** Opening RECORDS SHOWN block **

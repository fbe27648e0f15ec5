//! Per-view query state on top of the shared fetcher
//!
//! A [`MapDataQuery`] follows whichever request its view last asked for. It
//! keeps showing the previous successful result while a new one loads and
//! when a fetch fails, and it ignores responses that arrive for a key the
//! view has already moved away from.

use crate::model::response::MapDataResponse;
use crate::query::fetcher::{empty_response, MapDataFetcher};
use crate::query::key::{MapDataRequest, QueryKey};
use crate::MapError;
use std::sync::{Arc, Mutex};
use tokio::time::Instant;

#[derive(Debug, Clone, Copy, PartialEq, Eq)]
pub enum QueryStatus {
    /// Suspended: no bounds yet, or disabled
    Idle,
    /// First fetch in progress, nothing to show yet
    Loading,
    Success,
    /// Final attempt failed; `data` still holds the last good result
    Error,
}

#[derive(Debug, Clone)]
pub struct QueryState {
    pub status: QueryStatus,
    pub data: Arc<MapDataResponse>,
    pub error: Option<MapError>,
    pub key: Option<QueryKey>,
    /// A fetch for `key` is outstanding
    pub is_fetching: bool,
    pub updated_at: Option<Instant>,
}

impl QueryState {
    fn idle() -> Self {
        Self {
            status: QueryStatus::Idle,
            data: empty_response(),
            error: None,
            key: None,
            is_fetching: false,
            updated_at: None,
        }
    }

    pub fn is_loading(&self) -> bool {
        self.is_fetching
    }
}

pub struct MapDataQuery {
    fetcher: Arc<MapDataFetcher>,
    state: Mutex<QueryState>,
    mounted: std::sync::atomic::AtomicBool,
}

impl MapDataQuery {
    pub fn new(fetcher: Arc<MapDataFetcher>) -> Self {
        Self {
            fetcher,
            state: Mutex::new(QueryState::idle()),
            mounted: std::sync::atomic::AtomicBool::new(true),
        }
    }

    pub fn fetcher(&self) -> &Arc<MapDataFetcher> {
        &self.fetcher
    }

    pub fn state(&self) -> QueryState {
        self.state
            .lock()
            .map(|s| s.clone())
            .unwrap_or_else(|poisoned| poisoned.into_inner().clone())
    }

    pub fn data(&self) -> Arc<MapDataResponse> {
        self.state().data
    }

    pub fn is_mounted(&self) -> bool {
        self.mounted.load(std::sync::atomic::Ordering::SeqCst)
    }

    /// Detaches the view; outstanding responses are no longer applied
    pub fn unmount(&self) {
        self.mounted.store(false, std::sync::atomic::Ordering::SeqCst);
    }

    fn with_state<R>(&self, f: impl FnOnce(&mut QueryState) -> R) -> R {
        let mut guard = self
            .state
            .lock()
            .unwrap_or_else(|poisoned| poisoned.into_inner());
        f(&mut guard)
    }

    /// Points the query at `request` and resolves it
    pub async fn update(&self, request: &MapDataRequest) -> QueryState {
        if !self.is_mounted() {
            return self.state();
        }

        let key = match (request.is_active(), request.query_key()) {
            (true, Some(key)) => key,
            _ => {
                return self.with_state(|state| {
                    *state = QueryState::idle();
                    state.clone()
                })
            }
        };

        if let Some(cached) = self.fetcher.peek(request) {
            if !cached.is_stale {
                return self.with_state(|state| {
                    state.key = Some(key.clone());
                    state.data = cached.value.clone();
                    state.status = QueryStatus::Success;
                    state.error = None;
                    state.is_fetching = false;
                    state.clone()
                });
            }
        }

        let placeholder = self.fetcher.peek(request).map(|c| c.value);
        self.with_state(|state| {
            state.key = Some(key.clone());
            state.is_fetching = true;
            if let Some(stale) = placeholder {
                state.data = stale;
            }
            if state.status == QueryStatus::Idle {
                state.status = QueryStatus::Loading;
            }
        });

        let result = self.fetcher.fetch(request).await;

        if !self.is_mounted() {
            log::debug!("dropping map data for {} after unmount", key);
            return self.state();
        }

        self.with_state(|state| {
            if state.key.as_ref() != Some(&key) {
                log::debug!("discarding map data for superseded key {}", key);
                return state.clone();
            }
            state.is_fetching = false;
            match result {
                Ok(data) => {
                    state.data = data;
                    state.status = QueryStatus::Success;
                    state.error = None;
                    state.updated_at = Some(Instant::now());
                }
                Err(e) => {
                    log::warn!("map data fetch for {} failed: {}", key, e);
                    state.status = QueryStatus::Error;
                    state.error = Some(e);
                }
            }
            state.clone()
        })
    }

    /// Refetches the current key, bypassing freshness
    pub async fn refetch(&self, request: &MapDataRequest) -> QueryState {
        if let Some(key) = request.query_key() {
            self.fetcher.cache().invalidate(&key);
        }
        self.update(request).await
    }
}

#[cfg(test)]
mod tests {
    use super::*;
    use crate::core::bounds::MapBounds;
    use crate::core::config::{CacheConfig, FetchConfig};
    use crate::model::filters::MapFilters;
    use crate::query::cache::QueryCache;
    use crate::rpc::client::MarketplaceClient;
    use crate::rpc::scripted::ScriptedTransport;
    use serde_json::json;
    use std::sync::atomic::{AtomicBool, Ordering};
    use std::time::Duration;

    fn query_with(transport: Arc<ScriptedTransport>) -> Arc<MapDataQuery> {
        let config = FetchConfig::default();
        let cache = QueryCache::from_config(&config, &CacheConfig::default());
        let fetcher = MapDataFetcher::new(MarketplaceClient::new(transport), cache, config);
        Arc::new(MapDataQuery::new(Arc::new(fetcher)))
    }

    fn request(north: f64) -> MapDataRequest {
        MapDataRequest::new(
            Some(MapBounds::new(north, north - 0.2, -99.1, -99.2).unwrap()),
            12.0,
            MapFilters::default(),
            true,
        )
    }

    fn payload(id: &str) -> serde_json::Value {
        json!({"properties": [{"id": id, "lat": 19.4, "lng": -99.15}], "total_count": 1})
    }

    #[tokio::test]
    async fn test_idle_when_suspended() {
        let transport = Arc::new(ScriptedTransport::returning(payload("a")));
        let query = query_with(transport.clone());

        let state = query.update(&MapDataRequest::new(None, 10.0, MapFilters::default(), true)).await;
        assert_eq!(state.status, QueryStatus::Idle);
        assert!(state.data.is_empty());
        assert_eq!(transport.call_count(), 0);
    }

    #[tokio::test(start_paused = true)]
    async fn test_failure_keeps_previous_data() {
        let fail = Arc::new(AtomicBool::new(false));
        let flag = fail.clone();
        let transport = Arc::new(ScriptedTransport::new(move |req| {
            if flag.load(Ordering::SeqCst) {
                Err(crate::MapError::Network("down".into()))
            } else {
                let north = req.params["p_north"].as_f64().unwrap_or_default();
                Ok(payload(&format!("n{}", north)))
            }
        }));
        let query = query_with(transport.clone());

        let ok = query.update(&request(19.5)).await;
        assert_eq!(ok.status, QueryStatus::Success);
        assert_eq!(ok.data.properties[0].id, "n19.5");

        fail.store(true, Ordering::SeqCst);
        let failed = query.update(&request(19.7)).await;
        assert_eq!(failed.status, QueryStatus::Error);
        assert!(failed.error.is_some());
        assert_eq!(failed.data.properties[0].id, "n19.5");
        assert!(!failed.is_fetching);
    }

    #[tokio::test(start_paused = true)]
    async fn test_superseded_response_is_not_applied() {
        let transport = Arc::new(ScriptedTransport::new(|req| {
            let north = req.params["p_north"].as_f64().unwrap_or_default();
            Ok(payload(&format!("n{}", north)))
        }).with_latency(Duration::from_millis(500)));
        let query = query_with(transport.clone());

        let slow = {
            let query = query.clone();
            tokio::spawn(async move { query.update(&request(19.5)).await })
        };
        tokio::time::sleep(Duration::from_millis(100)).await;
        let latest = query.update(&request(19.9)).await;
        let superseded = slow.await.unwrap();

        assert_eq!(latest.data.properties[0].id, "n19.9");
        assert_eq!(query.data().properties[0].id, "n19.9");
        // The older response still landed in the cache under its own key
        assert_eq!(superseded.key, latest.key);
        assert!(query.fetcher().peek(&request(19.5)).is_some());
    }

    #[tokio::test(start_paused = true)]
    async fn test_unmounted_query_ignores_results() {
        let transport = Arc::new(ScriptedTransport::returning(payload("a")));
        let query = query_with(transport.clone());
        query.unmount();

        let state = query.update(&request(19.5)).await;
        assert_eq!(state.status, QueryStatus::Idle);
        assert_eq!(transport.call_count(), 0);
    }
}
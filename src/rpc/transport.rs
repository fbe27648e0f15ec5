use crate::{MapError, Result};
use async_trait::async_trait;
use once_cell::sync::Lazy;
use reqwest::Client;
use serde_json::Value;

/// Shared async HTTP client. Building the client once avoids the cost of TLS
/// and connection pool setup for every procedure call.
pub(crate) static HTTP_CLIENT: Lazy<Client> = Lazy::new(|| {
    Client::builder()
        .user_agent(concat!("propmap/", env!("CARGO_PKG_VERSION")))
        .build()
        .unwrap_or_else(|e| {
            log::warn!("falling back to default HTTP client: {}", e);
            Client::new()
        })
});

/// One invocation of a backend stored procedure
#[derive(Debug, Clone, PartialEq)]
pub struct RpcRequest {
    pub function: String,
    pub params: Value,
    /// Caller's session token; the transport's own key is used when absent
    pub bearer: Option<String>,
}

impl RpcRequest {
    pub fn new(function: impl Into<String>, params: Value) -> Self {
        Self {
            function: function.into(),
            params,
            bearer: None,
        }
    }

    pub fn with_bearer(mut self, bearer: Option<String>) -> Self {
        self.bearer = bearer;
        self
    }
}

/// Anything that can execute a remote procedure and return its JSON payload
#[async_trait]
pub trait RpcTransport: Send + Sync {
    async fn call(&self, request: RpcRequest) -> Result<Value>;
}

/// Calls procedures through the hosted backend's REST gateway
/// (`POST {url}/rest/v1/rpc/{function}`).
#[derive(Debug, Clone)]
pub struct HttpRpcTransport {
    client: Client,
    base_url: String,
    api_key: String,
}

impl HttpRpcTransport {
    pub fn new(base_url: impl Into<String>, api_key: impl Into<String>) -> Self {
        Self {
            client: HTTP_CLIENT.clone(),
            base_url: base_url.into().trim_end_matches('/').to_string(),
            api_key: api_key.into(),
        }
    }

    pub fn from_config(config: &crate::core::config::BackendConfig) -> Self {
        Self::new(&config.url, &config.anon_key)
    }

    pub fn endpoint(&self, function: &str) -> String {
        format!("{}/rest/v1/rpc/{}", self.base_url, function)
    }
}

#[async_trait]
impl RpcTransport for HttpRpcTransport {
    async fn call(&self, request: RpcRequest) -> Result<Value> {
        let url = self.endpoint(&request.function);
        let token = request.bearer.as_deref().unwrap_or(&self.api_key);
        log::debug!("rpc {} -> {}", request.function, url);

        let resp = self
            .client
            .post(&url)
            .header("apikey", &self.api_key)
            .bearer_auth(token)
            .json(&request.params)
            .send()
            .await?;

        let status = resp.status();
        let body = resp.text().await?;

        if !status.is_success() {
            return Err(error_from_response(&request.function, status.as_u16(), &body));
        }
        if body.trim().is_empty() {
            return Ok(Value::Null);
        }
        Ok(serde_json::from_str(&body)?)
    }
}

/// Maps a failed gateway response onto the error taxonomy. Row-level
/// security rejections are reported as-is through `Unauthorized`.
pub fn error_from_response(function: &str, status: u16, body: &str) -> MapError {
    let parsed: Option<Value> = serde_json::from_str(body).ok();
    let field = |name: &str| {
        parsed
            .as_ref()
            .and_then(|v| v.get(name))
            .and_then(Value::as_str)
            .map(str::to_string)
    };

    let message = field("message")
        .or_else(|| field("error"))
        .unwrap_or_else(|| body.trim().to_string());
    let code = field("code").unwrap_or_default();

    if status == 401 || status == 403 || code == "42501" || code == "PGRST301" {
        MapError::Unauthorized(message)
    } else {
        MapError::Remote {
            function: function.to_string(),
            status,
            message,
        }
    }
}
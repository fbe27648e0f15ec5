use serde::{Deserialize, Serialize};

/// Represents a geographical coordinate with latitude and longitude
#[derive(Debug, Clone, Copy, PartialEq, Serialize, Deserialize)]
pub struct LatLng {
    pub lat: f64,
    pub lng: f64,
}

impl LatLng {
    /// Creates a new LatLng coordinate
    pub fn new(lat: f64, lng: f64) -> Self {
        Self { lat, lng }
    }

    /// Validates that the coordinates are finite and within valid ranges
    pub fn is_valid(&self) -> bool {
        self.lat.is_finite()
            && self.lng.is_finite()
            && self.lat >= -90.0
            && self.lat <= 90.0
            && self.lng >= -180.0
            && self.lng <= 180.0
    }
}

impl Default for LatLng {
    fn default() -> Self {
        Self::new(0.0, 0.0)
    }
}
pub mod markers;
pub mod placeholder;
pub mod surface;

pub use markers::MarkerSurface;
pub use placeholder::PlaceholderSurface;
pub use surface::{RenderSurface, SurfaceEvent, SurfaceFrame, SurfaceKind};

** Closing RECORDS SHOWN block **

Your answer should be the lines above that contain the word "MapError", copied out.

use crate::MapError;
    pub error: Option<MapError>,
                Err(crate::MapError::Network("down".into()))
use crate::{MapError, Result};
pub fn error_from_response(function: &str, status: u16, body: &str) -> MapError {
        MapError::Unauthorized(message)
        MapError::Remote {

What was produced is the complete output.